Началом и средоточием этого влияния была Киевская академия. В то время, как в сердце России -- в Москве господствовали в красноречии формы греческие, в то время, как эти формы, в продолжение многих веков, успели сродниться с русским духом так, что в произведениях нашего витийства, по-видимому, уже не казались стихией чуждою и странною, на юге России возникло и процвело святилище наук, в коем русскому духу предназначено было выдерживать борьбу с враждебными стихиями. Здесь сильное влияние латинизма было так же естественно и неизбежно, как и в Москве влияние стиля греческого (...)

§ 52. Феофан Прокопович (род. 1681 --ум. 1736).

(...) В 1706 г. от Рождества Христова, в киевском храме Св. Софии, в присутствии Петра Великого, говорил скромный учитель риторики, монах Феофан, тот самый Феофан, который впоследствии, служа Великому, достиг не только высокого сана, но и высокого значения в истории России, тот самый, о котором один из славных современников сказал:

Дивный первосвященник, которому сила Вышней мудрости свои тайны все открыла И все твари, что мир сей от век наполняют Показала, изъяснив, от чего бывают; Феофан, которому все то далось знати, Здрава человек ум, что можетъ поняти!1

1 Антиох Кантемир. Сатира III: О различии страстей человеческих. К архиепископу Новгородскому. Вторая строка из приведенного В.А. Якимовым отрывка в современных публикациях сочинения Ант. Кантемира читается несколько иначе: «Высшей мудрости свои тайны все открыла...».

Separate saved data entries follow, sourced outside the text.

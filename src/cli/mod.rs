//! Command-line parsing for the TRR calculator.
//!
//! The goal of this module is to keep **argument parsing** and **command dispatch**
//! separate from the modeling/math code.

use std::path::PathBuf;

use clap::{Args, Parser, Subcommand};

/// Top-level CLI.
#[derive(Debug, Parser)]
#[command(
    name = "trr",
    version,
    about = "Referential Relativity (TRR) calibrator: fit M/L or redshift to one observation"
)]
pub struct Cli {
    /// Log filter spec (e.g. `info`, `trr_fit=debug`).
    #[arg(long, global = true, env = "TRR_LOG", default_value = "warn")]
    pub log_level: String,

    #[command(subcommand)]
    pub command: Command,
}

/// CLI subcommands.
#[derive(Debug, Subcommand)]
pub enum Command {
    /// Fit the disk mass-to-light ratio to an observed rotation velocity.
    Dynamics(DynamicsArgs),
    /// Fit the mass-to-light factor to an observed Einstein angle.
    Optics(OpticsArgs),
    /// Infer the source redshift from an observed Einstein angle.
    Redshift(RedshiftArgs),
    /// Compute the tidal shear profile of a stellar stream.
    Stream(StreamArgs),
    /// Plot a previously exported stream report.
    Plot(PlotArgs),
}

/// Output options shared by every calculation.
#[derive(Debug, Args, Clone)]
pub struct OutputArgs {
    /// Print the result as JSON instead of text.
    #[arg(long)]
    pub json: bool,

    /// Write the result to a JSON report file.
    #[arg(long, value_name = "JSON")]
    pub export: Option<PathBuf>,
}

#[derive(Debug, Args, Clone)]
pub struct DynamicsArgs {
    /// Observed radius (kpc).
    #[arg(long)]
    pub radius: f64,

    /// Observed rotation velocity (km/s).
    #[arg(long)]
    pub v_obs: f64,

    /// Gas velocity (km/s); negative values are allowed.
    #[arg(long, default_value_t = 0.0, allow_negative_numbers = true)]
    pub v_gas: f64,

    /// Disk velocity at M/L = 1 (km/s).
    #[arg(long, default_value_t = 0.0)]
    pub v_disk: f64,

    /// Bulge/bar velocity at M/L = 1 (km/s).
    #[arg(long, default_value_t = 0.0)]
    pub v_bulge: f64,

    /// Lowest disk M/L to try.
    #[arg(long, default_value_t = 0.10)]
    pub ml_min: f64,

    /// Highest disk M/L to try.
    #[arg(long, default_value_t = 1.00)]
    pub ml_max: f64,

    /// M/L grid step.
    #[arg(long, default_value_t = 0.01)]
    pub ml_step: f64,

    #[command(flatten)]
    pub output: OutputArgs,
}

#[derive(Debug, Args, Clone)]
pub struct OpticsArgs {
    /// Lens redshift.
    #[arg(long)]
    pub z_lens: f64,

    /// Source redshift.
    #[arg(long)]
    pub z_source: f64,

    /// Stellar mass (10^11 M_sun).
    #[arg(long)]
    pub stellar_mass: f64,

    /// Observed Einstein angle (arcsec).
    #[arg(long)]
    pub theta: f64,

    /// Treat the lens as a giant cluster (7x gas mass).
    #[arg(long)]
    pub cluster: bool,

    /// Lowest M/L factor to try.
    #[arg(long, default_value_t = 0.50)]
    pub ml_min: f64,

    /// Highest M/L factor to try.
    #[arg(long, default_value_t = 2.50)]
    pub ml_max: f64,

    /// M/L grid step.
    #[arg(long, default_value_t = 0.01)]
    pub ml_step: f64,

    #[command(flatten)]
    pub output: OutputArgs,
}

#[derive(Debug, Args, Clone)]
pub struct RedshiftArgs {
    /// Lens redshift.
    #[arg(long)]
    pub z_lens: f64,

    /// Stellar mass (10^11 M_sun).
    #[arg(long)]
    pub stellar_mass: f64,

    /// Observed Einstein angle (arcsec).
    #[arg(long)]
    pub theta: f64,

    /// Treat the lens as a giant cluster (7x gas mass).
    #[arg(long)]
    pub cluster: bool,

    /// Mass-to-light factor held fixed during the search.
    #[arg(long, default_value_t = 1.0)]
    pub ml_factor: f64,

    /// Effective radius (kpc); restricts the lensing mass to the Einstein aperture.
    #[arg(long)]
    pub effective_radius: Option<f64>,

    /// Upper end of the source-redshift scan.
    #[arg(long, default_value_t = 10.0)]
    pub z_max: f64,

    /// Coarse scan step.
    #[arg(long, default_value_t = 0.05)]
    pub z_coarse_step: f64,

    /// Fine scan step.
    #[arg(long, default_value_t = 0.001)]
    pub z_fine_step: f64,

    #[command(flatten)]
    pub output: OutputArgs,
}

#[derive(Debug, Args, Clone)]
pub struct StreamArgs {
    /// Orbit pericenter (kpc).
    #[arg(long)]
    pub pericenter: f64,

    /// Orbit apocenter (kpc).
    #[arg(long)]
    pub apocenter: f64,

    /// Host stellar mass (10^11 M_sun).
    #[arg(long)]
    pub stellar_mass: f64,

    /// Radius samples along the orbit.
    #[arg(long, default_value_t = 500)]
    pub samples: usize,

    /// Normalized shear at which the stream ruptures.
    #[arg(long, default_value_t = 0.75)]
    pub threshold: f64,

    /// Rows of the sampled profile to print.
    #[arg(long, default_value_t = 11)]
    pub rows: usize,

    /// Render an ASCII plot of the profile.
    #[arg(long)]
    pub plot: bool,

    /// Plot width (columns).
    #[arg(long, default_value_t = 80)]
    pub width: usize,

    /// Plot height (rows).
    #[arg(long, default_value_t = 20)]
    pub height: usize,

    /// Export the sampled profile to CSV.
    #[arg(long = "export-csv", value_name = "CSV")]
    pub export_csv: Option<PathBuf>,

    #[command(flatten)]
    pub output: OutputArgs,
}

/// Options for plotting a saved stream report.
#[derive(Debug, Args, Clone)]
pub struct PlotArgs {
    /// Report JSON produced by `trr stream --export`.
    #[arg(long, value_name = "JSON")]
    pub report: PathBuf,

    /// Plot width (columns).
    #[arg(long, default_value_t = 80)]
    pub width: usize,

    /// Plot height (rows).
    #[arg(long, default_value_t = 20)]
    pub height: usize,
}
//! `trr-fit` library crate.
//!
//! Calibrates the Referential Relativity (TRR) model against single
//! observations: rotation velocities, Einstein angles, and stellar-stream orbits.
//!
//! The binary (`trr`) is a thin wrapper around this library so that:
//!
//! - core logic is testable without spawning processes
//! - the forward models and fitters are reusable from other front-ends

pub mod app;
pub mod cli;
pub mod constants;
pub mod domain;
pub mod error;
pub mod fit;
pub mod io;
pub mod logging;
pub mod math;
pub mod models;
pub mod plot;
pub mod report;
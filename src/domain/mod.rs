//! Domain types used throughout the pipeline.
//!
//! This module defines:
//!
//! - observation inputs per model (`RotationInput`, `LensingInput`, ...)
//! - fit outputs (`FitResult`, `ShearProfile`)
//! - run configuration (`FitConfig`) and the saved report schema (`ReportFile`)

pub mod types;

pub use types::*;
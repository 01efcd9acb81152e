//! Shared domain types.
//!
//! These types are plain values: built from caller input, consumed by exactly one
//! model or fit call, and handed back for display or export. They are
//! serializable so a result can be written to JSON and reloaded for plotting.

use serde::{Deserialize, Serialize};

use crate::error::AppError;
use crate::models::{DEFAULT_RUPTURE_THRESHOLD, DEFAULT_SAMPLES};

/// Which forward model produced a result.
#[derive(Debug, Clone, Copy, PartialEq, Eq, Serialize, Deserialize)]
#[serde(rename_all = "lowercase")]
pub enum ModelKind {
    /// Rotation-curve dynamics (fit M/L against observed velocity).
    Dynamics,
    /// Lensing optics (fit M/L against an Einstein angle).
    Optics,
    /// Source-redshift inversion (fit z_source against an Einstein angle).
    Redshift,
    /// Stellar-stream tidal shear profile.
    Stream,
}

impl ModelKind {
    /// Human-readable label for terminal output.
    pub fn display_name(self) -> &'static str {
        match self {
            ModelKind::Dynamics => "Dynamics (rotation curve)",
            ModelKind::Optics => "Optics (lensing deflection)",
            ModelKind::Redshift => "Redshift inversion",
            ModelKind::Stream => "Stream shear",
        }
    }

    /// Unit of the observed/predicted quantity.
    pub fn unit(self) -> &'static str {
        match self {
            ModelKind::Dynamics => "km/s",
            ModelKind::Optics | ModelKind::Redshift => "arcsec",
            ModelKind::Stream => "",
        }
    }
}

/// A named scalar (fit parameter or diagnostic).
#[derive(Debug, Clone, PartialEq, Serialize, Deserialize)]
pub struct NamedValue {
    pub name: String,
    pub value: f64,
}

impl NamedValue {
    pub fn new(name: impl Into<String>, value: f64) -> Self {
        Self {
            name: name.into(),
            value,
        }
    }
}

/// Bookkeeping from a grid search.
#[derive(Debug, Clone, Default, PartialEq, Serialize, Deserialize)]
pub struct SearchStats {
    /// Total grid points visited (all passes).
    pub grid_points: usize,
    /// Candidates the model produced a finite prediction for.
    pub evaluated: usize,
    /// Candidates skipped as non-physical.
    pub skipped: usize,
}

/// Output of a single calibration.
#[derive(Debug, Clone, PartialEq, Serialize, Deserialize)]
pub struct FitResult {
    pub model: ModelKind,
    /// Best-fit parameter(s), in search order.
    pub parameters: Vec<NamedValue>,
    /// Observed value in display units (km/s or arcsec).
    pub observed: f64,
    /// TRR prediction at the best-fit parameter(s).
    pub predicted: f64,
    /// Pure-baryonic (Newtonian) prediction at the best-fit parameter(s).
    pub baseline: f64,
    /// Relative error minimized by the search.
    pub relative_error: f64,
    /// `max(0, 100 - 100 · relative_error)`.
    pub accuracy_percent: f64,
    /// Auxiliary model outputs (refraction index, impact factor, ...).
    pub diagnostics: Vec<NamedValue>,
    pub search: SearchStats,
}

impl FitResult {
    pub fn parameter(&self, name: &str) -> Option<f64> {
        lookup(&self.parameters, name)
    }

    pub fn diagnostic(&self, name: &str) -> Option<f64> {
        lookup(&self.diagnostics, name)
    }
}

fn lookup(values: &[NamedValue], name: &str) -> Option<f64> {
    values.iter().find(|v| v.name == name).map(|v| v.value)
}

/// Rotation-curve observation at one radius.
#[derive(Debug, Clone, Copy, PartialEq, Serialize, Deserialize)]
pub struct RotationInput {
    pub radius_kpc: f64,
    /// Observed circular velocity [km/s].
    pub v_observed: f64,
    /// Gas contribution [km/s]; may be negative by sign convention.
    pub v_gas: f64,
    pub v_disk: f64,
    pub v_bulge: f64,
}

impl RotationInput {
    pub fn validate(&self) -> Result<(), AppError> {
        require_positive("radius", self.radius_kpc)?;
        require_finite("v_gas", self.v_gas)?;
        require_non_negative("v_disk", self.v_disk)?;
        require_non_negative("v_bulge", self.v_bulge)?;
        Ok(())
    }
}

/// Einstein-ring observation with both redshifts known.
#[derive(Debug, Clone, Copy, PartialEq, Serialize, Deserialize)]
pub struct LensingInput {
    pub z_lens: f64,
    pub z_source: f64,
    /// Stellar mass in units of 10¹¹ M_sun.
    pub stellar_mass: f64,
    /// Observed Einstein angle [arcsec].
    pub einstein_angle: f64,
    pub is_cluster: bool,
}

impl LensingInput {
    pub fn validate(&self) -> Result<(), AppError> {
        require_redshift_order(self.z_lens, self.z_source)?;
        require_positive("stellar_mass", self.stellar_mass)?;
        Ok(())
    }
}

/// Einstein-ring observation with an unknown source redshift.
#[derive(Debug, Clone, Copy, PartialEq, Serialize, Deserialize)]
pub struct RedshiftInput {
    pub z_lens: f64,
    /// Stellar mass in units of 10¹¹ M_sun.
    pub stellar_mass: f64,
    /// Observed Einstein angle [arcsec].
    pub einstein_angle: f64,
    pub is_cluster: bool,
    /// Mass-to-light factor held fixed during the search.
    pub ml_factor: f64,
    /// Effective (half-light) radius; enables the aperture-mass refinement.
    pub effective_radius_kpc: Option<f64>,
}

impl RedshiftInput {
    pub fn validate(&self) -> Result<(), AppError> {
        require_positive("z_lens", self.z_lens)?;
        require_positive("stellar_mass", self.stellar_mass)?;
        require_positive("ml_factor", self.ml_factor)?;
        if let Some(re) = self.effective_radius_kpc {
            require_positive("effective_radius", re)?;
        }
        Ok(())
    }
}

/// Orbit of a stellar stream around a host of given stellar mass.
#[derive(Debug, Clone, Copy, PartialEq, Serialize, Deserialize)]
pub struct StreamInput {
    pub pericenter_kpc: f64,
    pub apocenter_kpc: f64,
    /// Host stellar mass in units of 10¹¹ M_sun.
    pub stellar_mass: f64,
}

impl StreamInput {
    pub fn validate(&self) -> Result<(), AppError> {
        require_positive("pericenter", self.pericenter_kpc)?;
        require_finite("apocenter", self.apocenter_kpc)?;
        if self.apocenter_kpc <= self.pericenter_kpc {
            return Err(AppError::invalid_input(format!(
                "Apocenter ({}) must exceed pericenter ({}).",
                self.apocenter_kpc, self.pericenter_kpc
            )));
        }
        require_non_negative("stellar_mass", self.stellar_mass)?;
        Ok(())
    }
}

/// One radius sample of a shear profile.
#[derive(Debug, Clone, Copy, PartialEq, Serialize, Deserialize)]
pub struct ShearSample {
    pub radius_kpc: f64,
    /// TRR excess acceleration over Newtonian [m/s²].
    pub drag: f64,
    /// |d drag / d r| scaled by its maximum over the profile.
    pub normalized_shear: f64,
}

/// Radius interval where the normalized shear reaches the rupture threshold.
#[derive(Debug, Clone, Copy, PartialEq, Serialize, Deserialize)]
pub struct RuptureZone {
    pub min_kpc: f64,
    pub max_kpc: f64,
}

/// Sampled drag/shear along an orbit.
#[derive(Debug, Clone, PartialEq, Serialize, Deserialize)]
pub struct ShearProfile {
    pub samples: Vec<ShearSample>,
    pub threshold: f64,
    pub rupture: Option<RuptureZone>,
    /// Radius of the strongest shear, if any shear is present.
    pub peak_shear_radius_kpc: Option<f64>,
}

/// Inclusive `[min, max]` range walked with a fixed step.
#[derive(Debug, Clone, Copy, PartialEq, Serialize, Deserialize)]
pub struct GridRange {
    pub min: f64,
    pub max: f64,
    pub step: f64,
}

impl GridRange {
    pub const fn new(min: f64, max: f64, step: f64) -> Self {
        Self { min, max, step }
    }
}

/// Two-pass source-redshift search settings.
#[derive(Debug, Clone, Copy, PartialEq, Serialize, Deserialize)]
pub struct RedshiftSearch {
    /// Upper end of the coarse scan.
    pub z_max: f64,
    pub coarse_step: f64,
    pub fine_step: f64,
}

impl RedshiftSearch {
    /// The fine pass spans one coarse step either side, so it must not be coarser.
    pub fn validate(&self) -> Result<(), AppError> {
        require_positive("z_max (--z-max)", self.z_max)?;
        require_positive("coarse step (--z-coarse-step)", self.coarse_step)?;
        require_positive("fine step (--z-fine-step)", self.fine_step)?;
        if self.fine_step > self.coarse_step {
            return Err(AppError::invalid_input(format!(
                "Fine step (--z-fine-step={}) must not exceed coarse step (--z-coarse-step={}).",
                self.fine_step, self.coarse_step
            )));
        }
        Ok(())
    }
}

/// A full run's configuration as understood by the pipeline.
///
/// This is derived from CLI flags (plus defaults).
#[derive(Debug, Clone, PartialEq)]
pub struct FitConfig {
    /// Disk M/L grid for the dynamics fit.
    pub dynamics_ml: GridRange,
    /// M/L grid for the optics fit.
    pub optics_ml: GridRange,
    pub redshift: RedshiftSearch,
    /// Radius samples per stream profile.
    pub stream_samples: usize,
    /// Normalized shear at or above which a stream ruptures.
    pub rupture_threshold: f64,
}

impl Default for FitConfig {
    fn default() -> Self {
        Self {
            dynamics_ml: GridRange::new(0.10, 1.00, 0.01),
            optics_ml: GridRange::new(0.50, 2.50, 0.01),
            redshift: RedshiftSearch {
                z_max: 10.0,
                coarse_step: 0.05,
                fine_step: 0.001,
            },
            stream_samples: DEFAULT_SAMPLES,
            rupture_threshold: DEFAULT_RUPTURE_THRESHOLD,
        }
    }
}

/// A saved report file (JSON).
#[derive(Debug, Clone, PartialEq, Serialize, Deserialize)]
pub struct ReportFile {
    pub tool: String,
    /// RFC 3339 timestamp of when the report was written.
    pub generated_at: String,
    pub kind: ModelKind,
    #[serde(default, skip_serializing_if = "Option::is_none")]
    pub fit: Option<FitResult>,
    #[serde(default, skip_serializing_if = "Option::is_none")]
    pub profile: Option<ShearProfile>,
}

fn require_finite(what: &str, v: f64) -> Result<(), AppError> {
    if v.is_finite() {
        Ok(())
    } else {
        Err(AppError::invalid_input(format!("{what} must be finite, got {v}.")))
    }
}

fn require_non_negative(what: &str, v: f64) -> Result<(), AppError> {
    if v.is_finite() && v >= 0.0 {
        Ok(())
    } else {
        Err(AppError::invalid_input(format!("{what} must be finite and >= 0, got {v}.")))
    }
}

fn require_positive(what: &str, v: f64) -> Result<(), AppError> {
    if v.is_finite() && v > 0.0 {
        Ok(())
    } else {
        Err(AppError::invalid_input(format!("{what} must be finite and > 0, got {v}.")))
    }
}

fn require_redshift_order(z_lens: f64, z_source: f64) -> Result<(), AppError> {
    require_positive("z_lens", z_lens)?;
    require_finite("z_source", z_source)?;
    if z_source <= z_lens {
        return Err(AppError::invalid_input(format!(
            "Source redshift ({z_source}) must exceed lens redshift ({z_lens})."
        )));
    }
    Ok(())
}

#[cfg(test)]
mod tests {
    use super::*;

    #[test]
    fn lensing_input_requires_source_behind_lens() {
        let mut input = LensingInput {
            z_lens: 0.3,
            z_source: 1.0,
            stellar_mass: 1.0,
            einstein_angle: 1.5,
            is_cluster: false,
        };
        assert!(input.validate().is_ok());

        input.z_source = 0.3;
        assert!(input.validate().is_err());

        input.z_source = 1.0;
        input.z_lens = 0.0;
        assert!(input.validate().is_err());
    }

    #[test]
    fn stream_input_requires_ordered_orbit() {
        let input = StreamInput {
            pericenter_kpc: 20.0,
            apocenter_kpc: 10.0,
            stellar_mass: 1.0,
        };
        let err = input.validate().unwrap_err();
        assert_eq!(err.exit_code(), crate::error::EXIT_INPUT);
    }

    #[test]
    fn rotation_input_allows_negative_gas_velocity() {
        let input = RotationInput {
            radius_kpc: 10.0,
            v_observed: 150.0,
            v_gas: -20.0,
            v_disk: 100.0,
            v_bulge: 0.0,
        };
        assert!(input.validate().is_ok());
    }

    #[test]
    fn redshift_search_rejects_fine_step_above_coarse_step() {
        let mut search = FitConfig::default().redshift;
        assert!(search.validate().is_ok());

        search.fine_step = 0.2;
        let err = search.validate().unwrap_err();
        assert_eq!(err.exit_code(), crate::error::EXIT_INPUT);
        assert!(err.message().contains("--z-fine-step"));
        assert!(err.message().contains("--z-coarse-step"));

        search.fine_step = 0.0;
        assert!(search.validate().is_err());
    }

    #[test]
    fn fit_result_lookups() {
        let fit = FitResult {
            model: ModelKind::Optics,
            parameters: vec![NamedValue::new("ml_factor", 1.2)],
            observed: 1.0,
            predicted: 1.0,
            baseline: 0.9,
            relative_error: 0.0,
            accuracy_percent: 100.0,
            diagnostics: vec![NamedValue::new("eta_c", 1.007)],
            search: SearchStats::default(),
        };
        assert_eq!(fit.parameter("ml_factor"), Some(1.2));
        assert_eq!(fit.diagnostic("eta_c"), Some(1.007));
        assert_eq!(fit.parameter("missing"), None);
    }
}
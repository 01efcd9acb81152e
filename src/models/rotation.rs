//! Rotation-curve model.
//!
//! Given baryonic velocity components at one radius and a trial disk
//! mass-to-light ratio, predict the TRR circular velocity:
//!
//! ```text
//! v_bar² = v_gas² + Υ_disk v_disk² + Υ_bulge v_bulge²      (Υ_bulge = Υ_disk + 0.2)
//! g_bar  = v_bar² / r
//! g_trr  = g_bar · boost(g_bar / a0) · (1 + β f)
//! v_trr  = sqrt(g_trr · r)
//! ```
//!
//! The impact factor is the bulge-to-rest velocity ratio
//! `f = v_bulge / (v_disk + |v_gas| + 0.1)`.

use crate::constants::{KM2_TO_M2, ML_BULGE_OFFSET, PhysicalConstants};
use crate::domain::RotationInput;
use crate::math::phase_acceleration;

#[derive(Debug, Clone, Copy, PartialEq)]
pub struct RotationPrediction {
    /// TRR circular velocity [km/s].
    pub v_trr: f64,
    /// Pure-baryonic circular velocity [km/s].
    pub v_baryonic: f64,
    /// Baryonic acceleration [m/s²].
    pub g_bar: f64,
    /// TRR acceleration [m/s²].
    pub g_trr: f64,
    pub impact_factor: f64,
}

/// Morphology-dependent weight of the viscosity term.
pub fn impact_factor(v_gas: f64, v_disk: f64, v_bulge: f64) -> f64 {
    v_bulge / (v_disk + v_gas.abs() + 0.1)
}

/// Centripetal acceleration [m/s²] for a velocity² in km²/s² at `radius_kpc`.
pub fn centripetal_acceleration(consts: &PhysicalConstants, v_sq_km: f64, radius_kpc: f64) -> f64 {
    (v_sq_km * KM2_TO_M2) / (radius_kpc * consts.kpc_to_m)
}

/// Predict the TRR rotation velocity for a disk mass-to-light ratio.
///
/// Returns `None` when the baryonic velocity² is negative or the result is not
/// finite; grid searches skip such candidates.
pub fn rotation_prediction(
    consts: &PhysicalConstants,
    input: &RotationInput,
    ml_disk: f64,
) -> Option<RotationPrediction> {
    let ml_bulge = ml_disk + ML_BULGE_OFFSET;
    let v_bar_sq = input.v_gas * input.v_gas
        + ml_disk * input.v_disk * input.v_disk
        + ml_bulge * input.v_bulge * input.v_bulge;
    if !(v_bar_sq.is_finite() && v_bar_sq >= 0.0) {
        return None;
    }

    let radius_m = input.radius_kpc * consts.kpc_to_m;
    let g_bar = centripetal_acceleration(consts, v_bar_sq, input.radius_kpc);
    let f = impact_factor(input.v_gas, input.v_disk, input.v_bulge);
    let g_trr = phase_acceleration(g_bar, consts.a0) * (1.0 + consts.beta * f);
    let v_trr = (g_trr * radius_m / KM2_TO_M2).sqrt();

    if !(g_trr.is_finite() && v_trr.is_finite()) {
        return None;
    }

    Some(RotationPrediction {
        v_trr,
        v_baryonic: v_bar_sq.sqrt(),
        g_bar,
        g_trr,
        impact_factor: f,
    })
}
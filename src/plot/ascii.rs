//! ASCII plotting of a stream shear profile.
//!
//! This is intentionally "dumb" (fixed-size grid), optimized for:
//! - quick visual sanity checks in a terminal
//! - deterministic output (helpful for golden tests)
//!
//! Plot elements:
//! - normalized shear: `-` line
//! - rupture threshold: `.` row
//! - samples inside the rupture zone: `#`

use crate::domain::ShearProfile;

/// Render normalized shear against radius.
pub fn render_shear_plot(profile: &ShearProfile, width: usize, height: usize) -> String {
    let width = width.max(10);
    let height = height.max(5);

    let (Some(first), Some(last)) = (profile.samples.first(), profile.samples.last()) else {
        return "Plot: (no samples)\n".to_string();
    };
    let (r_min, r_max) = (first.radius_kpc, last.radius_kpc);
    if !(r_max > r_min) {
        return "Plot: (degenerate radius range)\n".to_string();
    }

    let mut grid = vec![vec![' '; width]; height];

    // Curve first, then the threshold only where the curve left blanks.
    let cells: Vec<(usize, usize)> = profile
        .samples
        .iter()
        .map(|s| (column(s.radius_kpc, r_min, r_max, width), row(s.normalized_shear, height)))
        .collect();
    draw_curve(&mut grid, &cells);

    if (0.0..=1.0).contains(&profile.threshold) {
        let threshold_row = row(profile.threshold, height);
        for cell in grid[threshold_row].iter_mut().filter(|c| **c == ' ') {
            *cell = '.';
        }
    }

    for s in profile.samples.iter().filter(|s| s.normalized_shear >= profile.threshold) {
        grid[row(s.normalized_shear, height)][column(s.radius_kpc, r_min, r_max, width)] = '#';
    }

    let mut out = String::new();
    out.push_str(&format!(
        "Plot: r=[{r_min:.2}, {r_max:.2}] kpc | shear=[0, 1] | threshold={:.2}\n",
        profile.threshold
    ));
    for line in grid {
        out.extend(line);
        out.push('\n');
    }
    out
}

/// Index of `v` among `cells` evenly spaced cells covering `[lo, hi]`.
fn axis_cell(v: f64, lo: f64, hi: f64, cells: usize) -> usize {
    let last = cells.saturating_sub(1) as f64;
    (((v - lo) / (hi - lo)).clamp(0.0, 1.0) * last).round() as usize
}

fn column(radius_kpc: f64, r_min: f64, r_max: f64, width: usize) -> usize {
    axis_cell(radius_kpc, r_min, r_max, width)
}

/// Row 0 is shear 1.
fn row(normalized_shear: f64, height: usize) -> usize {
    axis_cell(1.0 - normalized_shear, 0.0, 1.0, height)
}

/// Join consecutive cells with `-` segments.
fn draw_curve(grid: &mut [Vec<char>], cells: &[(usize, usize)]) {
    for pair in cells.windows(2) {
        draw_segment(grid, pair[0], pair[1]);
    }
}

/// Bresenham segment between two `(column, row)` cells; only blank cells are painted.
fn draw_segment(grid: &mut [Vec<char>], from: (usize, usize), to: (usize, usize)) {
    let (mut x, mut y) = (from.0 as isize, from.1 as isize);
    let (x1, y1) = (to.0 as isize, to.1 as isize);
    let dx = (x1 - x).abs();
    let dy = -(y1 - y).abs();
    let step_x = (x1 - x).signum();
    let step_y = (y1 - y).signum();
    let mut err = dx + dy;

    loop {
        if let Some(cell) = grid
            .get_mut(y as usize)
            .and_then(|r| r.get_mut(x as usize))
            .filter(|c| **c == ' ')
        {
            *cell = '-';
        }
        if (x, y) == (x1, y1) {
            break;
        }
        let e2 = 2 * err;
        if e2 >= dy {
            err += dy;
            x += step_x;
        }
        if e2 <= dx {
            err += dx;
            y += step_y;
        }
    }
}

#[cfg(test)]
mod tests {
    use super::*;
    use crate::domain::{RuptureZone, ShearSample};

    fn sample(r: f64, n: f64) -> ShearSample {
        ShearSample {
            radius_kpc: r,
            drag: 0.0,
            normalized_shear: n,
        }
    }

    #[test]
    fn plot_golden_snapshot_small() {
        let profile = ShearProfile {
            samples: vec![sample(0.0, 0.0), sample(1.0, 1.0)],
            threshold: 0.75,
            rupture: Some(RuptureZone {
                min_kpc: 1.0,
                max_kpc: 1.0,
            }),
            peak_shear_radius_kpc: Some(1.0),
        };

        let txt = render_shear_plot(&profile, 10, 5);
        let expected = concat!(
            "Plot: r=[0.00, 1.00] kpc | shear=[0, 1] | threshold=0.75\n",
            "        -#\n",
            "......--..\n",
            "    --    \n",
            "  --      \n",
            "--        \n",
        );
        assert_eq!(txt, expected);
    }

    #[test]
    fn flat_curve_sits_on_bottom_row_without_rupture_marks() {
        let profile = ShearProfile {
            samples: vec![sample(2.0, 0.0), sample(4.0, 0.0), sample(6.0, 0.0)],
            threshold: 0.75,
            rupture: None,
            peak_shear_radius_kpc: None,
        };
        let txt = render_shear_plot(&profile, 10, 5);
        let rows: Vec<&str> = txt.lines().skip(1).collect();
        assert_eq!(rows.len(), 5);
        assert_eq!(rows[1], "..........");
        assert_eq!(rows[4], "----------");
        assert!(!txt.contains('#'));
    }

    #[test]
    fn empty_profile_renders_placeholder() {
        let profile = ShearProfile {
            samples: Vec::new(),
            threshold: 0.75,
            rupture: None,
            peak_shear_radius_kpc: None,
        };
        assert_eq!(render_shear_plot(&profile, 40, 10), "Plot: (no samples)\n");
    }
}
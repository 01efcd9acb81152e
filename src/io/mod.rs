//! Input/output helpers.
//!
//! - JSON report read/write (`report`)
//! - shear profile CSV export (`export`)

pub mod export;
pub mod report;

pub use export::*;
pub use report::*;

Да, этот дивный первосвященник действительно был дивен; он понимал Великого, он был оратором подвигов и славы Петра (...)

...Петр умирает (...) Чего вы ожидаете теперь от Феофана? (...)

Мы не хотим обманывать вас, увлекать вас за собою; мы искренно просим вас вникнуть в «Слово на погребение Петра», и так сказать, вчувствоваться в это произведение ... Оно поразит вас вначале как молния...

Что се есть? до чего мы дожили, о Россияне? что видим, что делаем? Петра Великого погребаем!

Мы не виноваты, если вы не останавливаетесь, и, без слез, спокойно читаете далее ... Остановитесь, подумайте, почувствуйте! (...)

Не мечтание ли се? Не сонное ли нам привидение? Ах, какая истинная печаль! Ах! как известное наше злоключение! Петра Великого нет! ... (...)

В конце Слова Феофан является уже не оратором, но человеком и ... гражданином ...

Так мы думаем об этом славном Слове, становясь и на месте слушателя, и на месте критика... Но за всем тем, без всякого предубеждения, со всею искренностью скажем, что ни в нашей, ни в иностранной словесности нет ничего подобного этому единственному приступу, этому неизъяснимо красноречивому выражению горести (...)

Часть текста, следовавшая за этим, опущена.